Agora você tem ataques de ansiedade, você tem pesadelos. O medo de que algo terrível pode acontecer a qualquer momento, intranquilidade, senso/certeza da própria finitude, desesperança, falta de propósito, incapacidade de desfrutar aquilo que antes lhe dava um bocado de prazer, resignação: tudo acaba, tudo está a acabar, não há mais volta. Ir ao cinema é um tormento, ler as notícias é um tormento, observar as pessoas levando-se à vida é um tormento, acordar todos os dias e perguntar-se: por quê? São esses os tipos de ameaças & incertezas & dores.

Quando não perguntam ao Escritor sobre a morte, ele sabe o que a morte é. Quando lhe perguntam…, já não sabe mais.

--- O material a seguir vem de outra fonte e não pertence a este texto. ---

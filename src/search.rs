//! Discrete-event search over integer step functions of time.

use chrono::{DateTime, TimeDelta, Utc};

use crate::time::{from_unix_seconds, unix_seconds};
use crate::CalculationError;

/// Altitude thresholds in degrees separating the five twilight bands.
pub const TWILIGHT_THRESHOLDS: [f64; 4] = [-18.0, -12.0, -6.0, -0.8333];

/// Bisection stops once a change is bracketed to this many seconds.
const RESOLUTION_SECONDS: f64 = 1e-3;

const MAX_BISECTIONS: u32 = 64;

/// Shortest accepted sampling step; finer steps could not be told apart by the bisection.
pub(crate) const MIN_STEP_MILLISECONDS: i64 = 1;

/// An instant at which a step function changes value.
#[derive(Copy, Clone, Debug, PartialEq, Eq)]
pub struct Transition {
    /// First instant (to the millisecond) with the new code
    pub time: DateTime<Utc>,
    /// Code immediately after the change
    pub code: u8,
}

/// Twilight band for a solar altitude: 0 is night, 4 is day.
///
/// The band is the number of thresholds in [`TWILIGHT_THRESHOLDS`] the altitude meets or
/// exceeds.
pub fn twilight_band(altitude: f64) -> u8 {
    TWILIGHT_THRESHOLDS
        .iter()
        .filter(|threshold| altitude >= **threshold)
        .count() as u8
}

/// 1 while the body is west of the meridian, 0 while it is east.
///
/// A change 0 → 1 is an upper transit (solar noon), 1 → 0 a lower transit (solar midnight).
pub fn transit_parity(azimuth: f64) -> u8 {
    u8::from(azimuth.to_radians().sin() < 0.0)
}

/// Finds every change of `step_function` between `start` and `end`.
///
/// The function is sampled at evenly spaced instants no more than `step` apart. Each
/// sample pair with differing codes is bisected down to a millisecond. Changes that
/// reverse within a single step are not seen, so `step` must be shorter than the
/// shortest interval between changes.
///
/// # Errors
///
/// Returns [`CalculationError::InvalidInterval`] unless `start < end` and `step` is at
/// least a millisecond.
pub fn find_discrete<F>(
    start: &DateTime<Utc>,
    end: &DateTime<Utc>,
    step: TimeDelta,
    mut step_function: F,
) -> Result<Vec<Transition>, CalculationError>
where
    F: FnMut(&DateTime<Utc>) -> u8,
{
    if start >= end || step < TimeDelta::milliseconds(MIN_STEP_MILLISECONDS) {
        return Err(CalculationError::InvalidInterval);
    }

    let t_start = unix_seconds(start);
    let t_end = unix_seconds(end);
    let step_seconds = step.as_seconds_f64();
    let samples = ((t_end - t_start) / step_seconds).ceil().max(1.0) as usize;
    let spacing = (t_end - t_start) / samples as f64;

    let mut code_at = |seconds: f64| -> Result<u8, CalculationError> {
        let at = from_unix_seconds(seconds)?;
        Ok(step_function(&at))
    };

    let mut transitions = Vec::new();
    let mut t_a = t_start;
    let mut code_a = code_at(t_a)?;
    for i in 1..=samples {
        let t_b = if i == samples { t_end } else { t_start + spacing * i as f64 };
        let code_b = code_at(t_b)?;

        // More than one change can hide in a step; peel them off left to right.
        let mut t_lo = t_a;
        let mut code_lo = code_a;
        while code_lo != code_b {
            let (t_change, code_change) = bisect_change(t_lo, code_lo, t_b, code_b, &mut code_at)?;
            transitions.push(Transition {
                time: from_unix_seconds(t_change)?,
                code: code_change,
            });
            t_lo = t_change;
            code_lo = code_change;
        }

        t_a = t_b;
        code_a = code_b;
    }

    log::trace!(
        "discrete search over {samples} steps found {} transitions",
        transitions.len()
    );
    Ok(transitions)
}

/// Narrows `(t_lo, t_hi]` to the first change away from `code_lo`.
///
/// Returns the earliest sampled instant carrying a different code, and that code.
fn bisect_change<F>(
    mut t_lo: f64,
    code_lo: u8,
    mut t_hi: f64,
    mut code_hi: u8,
    code_at: &mut F,
) -> Result<(f64, u8), CalculationError>
where
    F: FnMut(f64) -> Result<u8, CalculationError>,
{
    for _ in 0..MAX_BISECTIONS {
        if t_hi - t_lo <= RESOLUTION_SECONDS {
            break;
        }
        let t_mid = 0.5 * (t_lo + t_hi);
        let code_mid = code_at(t_mid)?;
        if code_mid == code_lo {
            t_lo = t_mid;
        } else {
            t_hi = t_mid;
            code_hi = code_mid;
        }
    }
    Ok((t_hi, code_hi))
}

Qual, afinal, a natureza deste mundo em que vivo, indaga-se o Escritor, no que acredito, no que deixei de acreditar nesses últimos anos? Livrar-me da televisão, livrar-me do telemóvel, escutar mais Peter Broderick & Machinefabriek (Session III [Angelige Noatern]), ir ao parque (fins de semana), reler Gonçalo M. Tavares, parar de imitar o Enrique Vila-Matas — encontrar a própria voz? — Todo um vocabulário diferente.

Escritor independente de grupos ou escolas, Escritor difícil de classificar, Escritor amante de música, desde sempre leitor voraz, Escritor interessado por canetas, papéis, mesas, Escritor perdido entre aqueles que se encontra, que se entendem, todos parecem se entender, e o Escritor, não, o Escritor não entende.

Escritor de espaços vazios.

Fosse tocando bateria, desenhando figuras abstratas numa folha de papel 160 g/m² (210mm x 297mm) textura de favo de mel ideal para grafite, carvão, etcétera, devorando Melville, Oswald de Andrade, Foster Wallace em leituras alucinadas, fosse como fosse, fazia tudo com a obsessão cega e urgente de uma criança.